View Source Renewex.Tokenizer (renewex v0.4.0)
This module implements a simple tokenizer for splitting a string into lexems that are needed to parse Renew *.rnw
files.
Renew *.rnw
files are text files containing a human readable serialization of Renew Java Objects.
For reading such a file the text content must first be split into tokens/lexems that are similar to Java tokens. In the original Renew Java implementation the Java tokenizer is used but the Renew file format does not make use of all the tokens defined by the Java language. Hence this module defines only a sub set Java syntax tokens.
*.rnw
contain an object graph. Each node starts with the name of java class. This class name determines how the following tokens shall be
parsed. Primitive values like integer, float or String are the leaf nodes.
A *.rnw
may contain cyclic references. These are represented by REF <int>
tokens that represent a reference to a previously parsed object.
The <int> is an index into the array of already parsed objects.
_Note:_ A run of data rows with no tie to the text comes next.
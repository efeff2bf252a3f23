// Language usage aggregation.
// Folds per-repository language byte counts into totals and percentage lookups.

use std::collections::HashMap;

use serde::{Deserialize, Serialize};

use crate::github::LanguageBytes;

/// Bytes of one language across the aggregated repositories.
#[derive(Debug, Clone, PartialEq, Eq, Serialize, Deserialize)]
pub struct LanguageUsage {
    pub name: String,
    pub bytes: u64,
}

/// Name of the bucket that collects languages outside the top entries.
pub const OTHER_LANGUAGES: &str = "Other";

/// Running per-language byte totals.
///
/// Language names are kept exactly as GitHub reports them. Merging is
/// order-independent.
#[derive(Debug, Clone, Default)]
pub struct LanguageAggregator {
    totals: HashMap<String, u64>,
}

impl LanguageAggregator {
    pub fn new() -> Self {
        Self::default()
    }

    /// Add one repository's language map.
    pub fn merge<'a, I>(&mut self, languages: I)
    where
        I: IntoIterator<Item = (&'a String, &'a u64)>,
    {
        for (name, bytes) in languages {
            let entry = self.totals.entry(name.clone()).or_insert(0);
            *entry = entry.saturating_add(*bytes);
        }
    }

    /// Add every map in `maps`.
    pub fn merge_all<'a>(&mut self, maps: impl IntoIterator<Item = &'a LanguageBytes>) {
        for map in maps {
            self.merge(map);
        }
    }

    pub fn totals(&self) -> &HashMap<String, u64> {
        &self.totals
    }

    /// Sum of all bytes seen so far.
    pub fn total(&self) -> u64 {
        self.totals
            .values()
            .fold(0u64, |sum, bytes| sum.saturating_add(*bytes))
    }

    /// Share of `language` (case-insensitive) in the total.
    ///
    /// `None` when the language is unknown or nothing has been merged.
    pub fn percentage(&self, language: &str) -> Option<f64> {
        let total = self.total();
        if total == 0 {
            return None;
        }
        let wanted = language.to_lowercase();
        self.totals
            .iter()
            .filter(|(name, _)| name.to_lowercase() == wanted)
            .map(|(_, bytes)| *bytes)
            .reduce(u64::saturating_add)
            .map(|bytes| bytes as f64 / total as f64)
    }

    /// Freeze the totals into a view.
    pub fn finish(self) -> LanguageUsages {
        LanguageUsages::new(
            self.totals
                .into_iter()
                .map(|(name, bytes)| LanguageUsage { name, bytes })
                .collect(),
        )
    }
}

/// Immutable language statistics handed to the renderer.
#[derive(Debug, Clone, PartialEq, Serialize, Deserialize)]
pub struct LanguageUsages {
    data: Vec<LanguageUsage>,
    total: u64,
}

impl LanguageUsages {
    /// Build a view; entries are ordered by bytes, largest first, then by name.
    pub fn new(mut data: Vec<LanguageUsage>) -> Self {
        data.sort_by(|a, b| b.bytes.cmp(&a.bytes).then_with(|| a.name.cmp(&b.name)));
        let total = data
            .iter()
            .fold(0u64, |sum, usage| sum.saturating_add(usage.bytes));
        Self { data, total }
    }

    pub fn total(&self) -> u64 {
        self.total
    }

    /// Share of `language` (case-insensitive) in the total, as a fraction.
    pub fn get(&self, language: &str) -> Option<f64> {
        if self.total == 0 {
            return None;
        }
        let wanted = language.to_lowercase();
        self.data
            .iter()
            .filter(|usage| usage.name.to_lowercase() == wanted)
            .map(|usage| usage.bytes)
            .reduce(u64::saturating_add)
            .map(|bytes| bytes as f64 / self.total as f64)
    }

    pub fn data(&self) -> &[LanguageUsage] {
        &self.data
    }

    pub fn is_empty(&self) -> bool {
        self.data.is_empty()
    }

    /// The `n` largest languages, plus an "Other" entry for the rest when non-zero.
    pub fn top(&self, n: usize) -> Vec<LanguageUsage> {
        let mut top: Vec<LanguageUsage> = self.data.iter().take(n).cloned().collect();
        let other = self
            .data
            .iter()
            .skip(n)
            .fold(0u64, |sum, usage| sum.saturating_add(usage.bytes));
        if other > 0 {
            top.push(LanguageUsage {
                name: OTHER_LANGUAGES.to_string(),
                bytes: other,
            });
        }
        top
    }
}

impl Default for LanguageUsages {
    fn default() -> Self {
        Self::new(Vec::new())
    }
}

#[cfg(test)]
mod tests {
    use super::*;

    fn langs(pairs: &[(&str, u64)]) -> LanguageBytes {
        pairs.iter().map(|(n, b)| (n.to_string(), *b)).collect()
    }

    #[test]
    fn test_merge_accumulates() {
        let mut agg = LanguageAggregator::new();
        agg.merge(&langs(&[("Go", 100)]));
        agg.merge(&langs(&[("Go", 50), ("Rust", 30)]));

        assert_eq!(agg.totals().get("Go"), Some(&150));
        assert_eq!(agg.totals().get("Rust"), Some(&30));
        assert_eq!(agg.total(), 180);
    }

    #[test]
    fn test_merge_is_order_independent() {
        let maps = [
            langs(&[("TypeScript", 200), ("CSS", 10)]),
            langs(&[("TypeScript", 100), ("CSS", 50)]),
            langs(&[("Rust", 7)]),
            langs(&[]),
        ];
        let orders: [[usize; 4]; 4] = [[0, 1, 2, 3], [3, 2, 1, 0], [1, 3, 0, 2], [2, 0, 3, 1]];

        let results: Vec<_> = orders
            .iter()
            .map(|order| {
                let mut agg = LanguageAggregator::new();
                agg.merge_all(order.iter().map(|i| &maps[*i]));
                agg.finish()
            })
            .collect();

        for result in &results[1..] {
            assert_eq!(result, &results[0]);
        }
        assert_eq!(results[0].total(), 367);
    }

    #[test]
    fn test_percentage() {
        let mut agg = LanguageAggregator::new();
        agg.merge(&langs(&[("Go", 150), ("Rust", 30)]));

        let go = agg.percentage("go").unwrap();
        assert!((go - 150.0 / 180.0).abs() < 1e-9);
        assert!(agg.percentage("python").is_none());

        let usages = agg.finish();
        assert!((usages.get("GO").unwrap() - 0.8333).abs() < 1e-4);
        assert!(usages.get("python").is_none());
    }

    #[test]
    fn test_empty_aggregation() {
        let agg = LanguageAggregator::new();
        assert_eq!(agg.total(), 0);
        assert!(agg.percentage("go").is_none());

        let usages = agg.finish();
        assert_eq!(usages.total(), 0);
        assert!(usages.get("go").is_none());
        assert!(usages.is_empty());
        assert!(usages.top(5).is_empty());
    }

    #[test]
    fn test_zero_byte_languages_have_no_share() {
        let mut agg = LanguageAggregator::new();
        agg.merge(&langs(&[("Makefile", 0)]));
        assert_eq!(agg.total(), 0);
        assert!(agg.percentage("makefile").is_none());
    }

    #[test]
    fn test_saturating_addition() {
        let mut agg = LanguageAggregator::new();
        agg.merge(&langs(&[("C", u64::MAX)]));
        agg.merge(&langs(&[("C", 10)]));
        assert_eq!(agg.totals().get("C"), Some(&u64::MAX));
    }

    #[test]
    fn test_data_ordering_and_top() {
        let usages = LanguageUsages::new(vec![
            LanguageUsage { name: "Shell".into(), bytes: 5 },
            LanguageUsage { name: "Rust".into(), bytes: 500 },
            LanguageUsage { name: "Go".into(), bytes: 300 },
            LanguageUsage { name: "C".into(), bytes: 300 },
            LanguageUsage { name: "Lua".into(), bytes: 20 },
        ]);

        let names: Vec<_> = usages.data().iter().map(|u| u.name.as_str()).collect();
        assert_eq!(names, ["Rust", "C", "Go", "Lua", "Shell"]);

        let top = usages.top(2);
        assert_eq!(top.len(), 3);
        assert_eq!(top[2], LanguageUsage { name: OTHER_LANGUAGES.into(), bytes: 325 });

        assert_eq!(usages.top(10).len(), 5);
    }
}
//! Bank-link HTTP handlers.
//!
//! This module implements the linking flow around the aggregator's Link
//! widget:
//! - GET /api/v1/link/token - Create a token that boots the widget
//! - POST /api/v1/link/exchange - Trade the widget's public token for a
//!   stored bank connection
//! - GET /api/v1/items - List the user's linked bank connections

use crate::{
    AppState,
    db::DbPool,
    error::AppError,
    middleware::auth::AuthContext,
    models::linked_item::{ExchangeRequest, ExchangeResponse, LinkedItem, LinkedItemResponse},
    plaid::PlaidClient,
    services::link_service,
};
use axum::{Extension, Json, extract::State, http::StatusCode, response::IntoResponse};
use serde::Serialize;

/// Response body for link-token creation.
#[derive(Debug, Serialize)]
pub struct LinkTokenResponse {
    /// Token consumed by the client-side Link widget
    pub link_token: String,
}

/// Create a link token for the authenticated user.
///
/// # Endpoint
///
/// `GET /api/v1/link/token`
///
/// The authenticated user's id is passed to the aggregator as the link
/// session's `client_user_id`.
///
/// # Response
///
/// - **Success (200 OK)**: `{"link_token": "link-sandbox-..."}`
/// - **Error (502)**: The aggregator rejected the request
pub async fn create_link_token(
    State(plaid): State<PlaidClient>,
    Extension(auth): Extension<AuthContext>,
) -> Result<Json<LinkTokenResponse>, AppError> {
    let response = plaid.create_link_token(&auth.user_id.to_string()).await?;

    Ok(Json(LinkTokenResponse {
        link_token: response.link_token,
    }))
}

/// Exchange a public token for a stored bank connection.
///
/// # Endpoint
///
/// `POST /api/v1/link/exchange`
///
/// # Request Body
///
/// ```json
/// {
///   "public_token": "public-sandbox-..."
/// }
/// ```
///
/// # Response
///
/// - **Success (201 Created)**: `{"item_id": "..."}`
/// - **Error (502)**: Token exchange failed at the aggregator
pub async fn exchange_token(
    State(state): State<AppState>,
    Extension(auth): Extension<AuthContext>,
    Json(request): Json<ExchangeRequest>,
) -> Result<impl IntoResponse, AppError> {
    if request.public_token.is_empty() {
        return Err(AppError::InvalidRequest(
            "public_token is required".to_string(),
        ));
    }

    let item = link_service::exchange_public_token(
        &state.pool,
        &state.plaid,
        auth.user_id,
        &request.public_token,
    )
    .await?;

    Ok((
        StatusCode::CREATED,
        Json(ExchangeResponse {
            item_id: item.item_id,
        }),
    ))
}

/// List the authenticated user's linked bank connections.
///
/// # Endpoint
///
/// `GET /api/v1/items`
///
/// Returns connections newest-first. Access credentials and cursors never
/// appear in the response.
pub async fn list_items(
    State(pool): State<DbPool>,
    Extension(auth): Extension<AuthContext>,
) -> Result<Json<Vec<LinkedItemResponse>>, AppError> {
    let items = sqlx::query_as::<_, LinkedItem>(
        "SELECT * FROM linked_items WHERE user_id = $1 ORDER BY created_at DESC",
    )
    .bind(auth.user_id)
    .fetch_all(&pool)
    .await?;

    Ok(Json(items.into_iter().map(Into::into).collect()))
}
For example REF 5
points to the fifth object that has occured while parsing the file.
A REF <int>
token must not contain an integer that is larger that the number of already parsed objects, ie. no forward references are possible.
Summary
Functions
Convers a given string into a given type.
Takes a list of tokens and removes all tokens that are regarded as white space.
Get the list of token types defined by the tokenizer.
Functions
Convers a given string into a given type.
Takes a list of tokens and removes all tokens that are regarded as white space.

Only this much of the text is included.